_TASK DESCRIPTION_.
Return each entry exactly, with none missing.
>>>
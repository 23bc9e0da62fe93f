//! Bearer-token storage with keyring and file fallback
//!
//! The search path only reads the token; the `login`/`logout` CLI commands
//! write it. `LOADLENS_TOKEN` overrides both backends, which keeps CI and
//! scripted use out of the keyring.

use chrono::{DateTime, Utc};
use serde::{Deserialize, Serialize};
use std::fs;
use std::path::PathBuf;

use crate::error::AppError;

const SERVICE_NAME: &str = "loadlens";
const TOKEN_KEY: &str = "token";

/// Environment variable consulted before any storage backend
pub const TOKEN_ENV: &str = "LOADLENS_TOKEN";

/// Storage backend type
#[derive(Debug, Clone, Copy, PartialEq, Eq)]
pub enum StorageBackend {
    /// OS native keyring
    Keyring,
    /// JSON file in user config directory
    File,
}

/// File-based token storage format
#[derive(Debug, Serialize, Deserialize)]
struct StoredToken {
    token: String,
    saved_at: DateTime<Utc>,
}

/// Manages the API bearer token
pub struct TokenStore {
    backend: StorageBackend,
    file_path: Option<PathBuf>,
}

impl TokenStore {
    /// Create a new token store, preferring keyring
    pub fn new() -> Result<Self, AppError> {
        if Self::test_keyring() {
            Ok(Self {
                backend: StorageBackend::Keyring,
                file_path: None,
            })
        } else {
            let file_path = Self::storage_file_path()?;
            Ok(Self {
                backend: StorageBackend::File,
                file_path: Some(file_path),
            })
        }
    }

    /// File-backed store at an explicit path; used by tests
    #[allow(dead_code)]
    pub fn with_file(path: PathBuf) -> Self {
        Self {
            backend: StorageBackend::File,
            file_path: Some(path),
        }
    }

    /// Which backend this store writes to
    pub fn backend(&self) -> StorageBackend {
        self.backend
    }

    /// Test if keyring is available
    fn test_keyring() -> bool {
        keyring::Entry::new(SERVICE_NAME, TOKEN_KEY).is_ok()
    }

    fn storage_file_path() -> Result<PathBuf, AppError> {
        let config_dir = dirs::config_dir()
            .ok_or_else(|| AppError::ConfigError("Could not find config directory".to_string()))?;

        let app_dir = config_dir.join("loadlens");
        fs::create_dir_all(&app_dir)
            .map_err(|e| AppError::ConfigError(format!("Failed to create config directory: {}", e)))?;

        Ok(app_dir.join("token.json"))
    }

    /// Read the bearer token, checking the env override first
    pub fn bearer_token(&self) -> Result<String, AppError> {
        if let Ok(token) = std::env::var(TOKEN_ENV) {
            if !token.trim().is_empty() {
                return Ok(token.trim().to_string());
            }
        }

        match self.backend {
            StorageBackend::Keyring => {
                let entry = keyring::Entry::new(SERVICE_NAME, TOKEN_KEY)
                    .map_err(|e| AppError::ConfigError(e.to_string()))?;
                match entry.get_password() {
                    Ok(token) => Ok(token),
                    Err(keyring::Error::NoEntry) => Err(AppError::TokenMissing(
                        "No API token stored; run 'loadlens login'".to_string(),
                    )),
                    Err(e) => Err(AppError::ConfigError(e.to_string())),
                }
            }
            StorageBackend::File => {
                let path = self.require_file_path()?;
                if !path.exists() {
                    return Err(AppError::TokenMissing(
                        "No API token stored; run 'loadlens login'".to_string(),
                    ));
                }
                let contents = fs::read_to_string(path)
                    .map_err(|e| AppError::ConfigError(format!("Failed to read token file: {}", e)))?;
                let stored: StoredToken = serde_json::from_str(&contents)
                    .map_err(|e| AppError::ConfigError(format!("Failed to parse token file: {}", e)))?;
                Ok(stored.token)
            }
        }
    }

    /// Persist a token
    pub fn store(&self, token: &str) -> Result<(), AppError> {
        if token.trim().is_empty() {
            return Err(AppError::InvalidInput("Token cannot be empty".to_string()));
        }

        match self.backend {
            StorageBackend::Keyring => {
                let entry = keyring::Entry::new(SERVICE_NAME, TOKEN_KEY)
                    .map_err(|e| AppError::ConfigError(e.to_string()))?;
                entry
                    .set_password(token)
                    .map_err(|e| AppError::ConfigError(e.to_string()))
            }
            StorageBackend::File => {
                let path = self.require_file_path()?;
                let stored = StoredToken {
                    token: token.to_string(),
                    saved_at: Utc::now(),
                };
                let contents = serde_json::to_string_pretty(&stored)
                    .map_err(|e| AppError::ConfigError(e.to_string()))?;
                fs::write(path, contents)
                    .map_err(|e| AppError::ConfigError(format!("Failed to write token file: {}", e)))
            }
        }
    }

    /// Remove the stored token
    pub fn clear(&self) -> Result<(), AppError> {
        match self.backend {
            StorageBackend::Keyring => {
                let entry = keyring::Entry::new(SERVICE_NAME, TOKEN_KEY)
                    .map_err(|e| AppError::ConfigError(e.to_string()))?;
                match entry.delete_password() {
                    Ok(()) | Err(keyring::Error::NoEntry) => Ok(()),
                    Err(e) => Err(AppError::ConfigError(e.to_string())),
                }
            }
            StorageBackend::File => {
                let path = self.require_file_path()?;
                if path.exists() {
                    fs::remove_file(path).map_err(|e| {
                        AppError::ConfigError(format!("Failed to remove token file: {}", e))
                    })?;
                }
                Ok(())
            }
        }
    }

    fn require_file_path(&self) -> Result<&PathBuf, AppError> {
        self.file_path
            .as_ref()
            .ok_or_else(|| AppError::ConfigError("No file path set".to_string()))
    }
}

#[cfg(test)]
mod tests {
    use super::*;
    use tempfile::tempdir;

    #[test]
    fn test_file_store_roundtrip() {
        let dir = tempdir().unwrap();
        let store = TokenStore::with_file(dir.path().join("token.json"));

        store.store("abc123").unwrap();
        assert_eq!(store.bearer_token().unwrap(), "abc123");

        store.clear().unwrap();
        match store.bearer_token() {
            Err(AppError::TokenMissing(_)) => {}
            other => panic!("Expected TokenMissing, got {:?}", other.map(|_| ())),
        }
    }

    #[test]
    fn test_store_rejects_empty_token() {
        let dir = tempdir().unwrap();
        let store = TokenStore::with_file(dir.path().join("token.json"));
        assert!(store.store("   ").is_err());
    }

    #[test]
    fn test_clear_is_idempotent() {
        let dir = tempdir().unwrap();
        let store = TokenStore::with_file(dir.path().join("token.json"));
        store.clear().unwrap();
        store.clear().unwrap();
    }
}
<<<
_WRITTEN REPLY_.
repository 23bc9e0da62fe93f
//! Bearer-token storage with keyring and file fallback
//!
//! The search path only reads the token; the `login`/`logout` CLI commands
//! write it. `LOADLENS_TOKEN` overrides both backends, which keeps CI and
//! scripted use out of the keyring.

use chrono::{DateTime, Utc};
use serde::{Deserialize, Serialize};
use std::fs;
use std::path::PathBuf;

use crate::error::AppError;

const SERVICE_NAME: &str = "loadlens";
const TOKEN_KEY: &str = "token";

/// Environment variable consulted before any storage backend
pub const TOKEN_ENV: &str = "LOADLENS_TOKEN";

/// Storage backend type
#[derive(Debug, Clone, Copy, PartialEq, Eq)]
pub enum StorageBackend {
    /// OS native keyring
    Keyring,
    /// JSON file in user config directory
    File,
}

/// File-based token storage format
#[derive(Debug, Serialize, Deserialize)]
struct StoredToken {
    token: String,
    saved_at: DateTime<Utc>,
}

/// Manages the API bearer token
pub struct TokenStore {
    backend: StorageBackend,
    file_path: Option<PathBuf>,
}

impl TokenStore {
    /// Create a new token store, preferring keyring
    pub fn new() -> Result<Self, AppError> {
        if Self::test_keyring() {
            Ok(Self {
                backend: StorageBackend::Keyring,
                file_path: None,
            })
        } else {
            let file_path = Self::storage_file_path()?;
            Ok(Self {
                backend: StorageBackend::File,
                file_path: Some(file_path),
            })
        }
    }

    /// File-backed store at an explicit path; used by tests
    #[allow(dead_code)]
    pub fn with_file(path: PathBuf) -> Self {
        Self {
            backend: StorageBackend::File,
            file_path: Some(path),
        }
    }

    /// Which backend this store writes to
    pub fn backend(&self) -> StorageBackend {
        self.backend
    }

    /// Test if keyring is available
    fn test_keyring() -> bool {
        keyring::Entry::new(SERVICE_NAME, TOKEN_KEY).is_ok()
    }

    fn storage_file_path() -> Result<PathBuf, AppError> {
        let config_dir = dirs::config_dir()
            .ok_or_else(|| AppError::ConfigError("Could not find config directory".to_string()))?;

        let app_dir = config_dir.join("loadlens");
        fs::create_dir_all(&app_dir)
            .map_err(|e| AppError::ConfigError(format!("Failed to create config directory: {}", e)))?;

        Ok(app_dir.join("token.json"))
    }

    /// Read the bearer token, checking the env override first
    pub fn bearer_token(&self) -> Result<String, AppError> {
        if let Ok(token) = std::env::var(TOKEN_ENV) {
            if !token.trim().is_empty() {
                return Ok(token.trim().to_string());
            }
        }

        match self.backend {
            StorageBackend::Keyring => {
                let entry = keyring::Entry::new(SERVICE_NAME, TOKEN_KEY)
                    .map_err(|e| AppError::ConfigError(e.to_string()))?;
                match entry.get_password() {
                    Ok(token) => Ok(token),
                    Err(keyring::Error::NoEntry) => Err(AppError::TokenMissing(
                        "No API token stored; run 'loadlens login'".to_string(),
                    )),
                    Err(e) => Err(AppError::ConfigError(e.to_string())),
                }
            }
            StorageBackend::File => {
                let path = self.require_file_path()?;
                if !path.exists() {
                    return Err(AppError::TokenMissing(
                        "No API token stored; run 'loadlens login'".to_string(),
                    ));
                }
                let contents = fs::read_to_string(path)
                    .map_err(|e| AppError::ConfigError(format!("Failed to read token file: {}", e)))?;
                let stored: StoredToken = serde_json::from_str(&contents)
                    .map_err(|e| AppError::ConfigError(format!("Failed to parse token file: {}", e)))?;
                Ok(stored.token)
            }
        }
    }

    /// Persist a token
    pub fn store(&self, token: &str) -> Result<(), AppError> {
        if token.trim().is_empty() {
            return Err(AppError::InvalidInput("Token cannot be empty".to_string()));
        }

        match self.backend {
            StorageBackend::Keyring => {
                let entry = keyring::Entry::new(SERVICE_NAME, TOKEN_KEY)
                    .map_err(|e| AppError::ConfigError(e.to_string()))?;
                entry
                    .set_password(token)
                    .map_err(|e| AppError::ConfigError(e.to_string()))
            }
            StorageBackend::File => {
                let path = self.require_file_path()?;
                let stored = StoredToken {
                    token: token.to_string(),
                    saved_at: Utc::now(),
                };
                let contents = serde_json::to_string_pretty(&stored)
                    .map_err(|e| AppError::ConfigError(e.to_string()))?;
                fs::write(path, contents)
                    .map_err(|e| AppError::ConfigError(format!("Failed to write token file: {}", e)))
            }
        }
    }

    /// Remove the stored token
    pub fn clear(&self) -> Result<(), AppError> {
        match self.backend {
            StorageBackend::Keyring => {
                let entry = keyring::Entry::new(SERVICE_NAME, TOKEN_KEY)
                    .map_err(|e| AppError::ConfigError(e.to_string()))?;
                match entry.delete_password() {
                    Ok(()) | Err(keyring::Error::NoEntry) => Ok(()),
                    Err(e) => Err(AppError::ConfigError(e.to_string())),
                }
            }
            StorageBackend::File => {
                let path = self.require_file_path()?;
                if path.exists() {
                    fs::remove_file(path).map_err(|e| {
                        AppError::ConfigError(format!("Failed to remove token file: {}", e))
                    })?;
                }
                Ok(())
            }
        }
    }

    fn require_file_path(&self) -> Result<&PathBuf, AppError> {
        self.file_path
            .as_ref()
            .ok_or_else(|| AppError::ConfigError("No file path set".to_string()))
    }
}

#[cfg(test)]
mod tests {
    use super::*;
    use tempfile::tempdir;

    #[test]
    fn test_file_store_roundtrip() {
        let dir = tempdir().unwrap();
        let store = TokenStore::with_file(dir.path().join("token.json"));

        store.store("abc123").unwrap();
        assert_eq!(store.bearer_token().unwrap(), "abc123");

        store.clear().unwrap();
        match store.bearer_token() {
            Err(AppError::TokenMissing(_)) => {}
            other => panic!("Expected TokenMissing, got {:?}", other.map(|_| ())),
        }
    }

    #[test]
    fn test_store_rejects_empty_token() {
        let dir = tempdir().unwrap();
        let store = TokenStore::with_file(dir.path().join("token.json"));
        assert!(store.store("   ").is_err());
    }

    #[test]
    fn test_clear_is_idempotent() {
        let dir = tempdir().unwrap();
        let store = TokenStore::with_file(dir.path().join("token.json"));
        store.clear().unwrap();
        store.clear().unwrap();
    }
}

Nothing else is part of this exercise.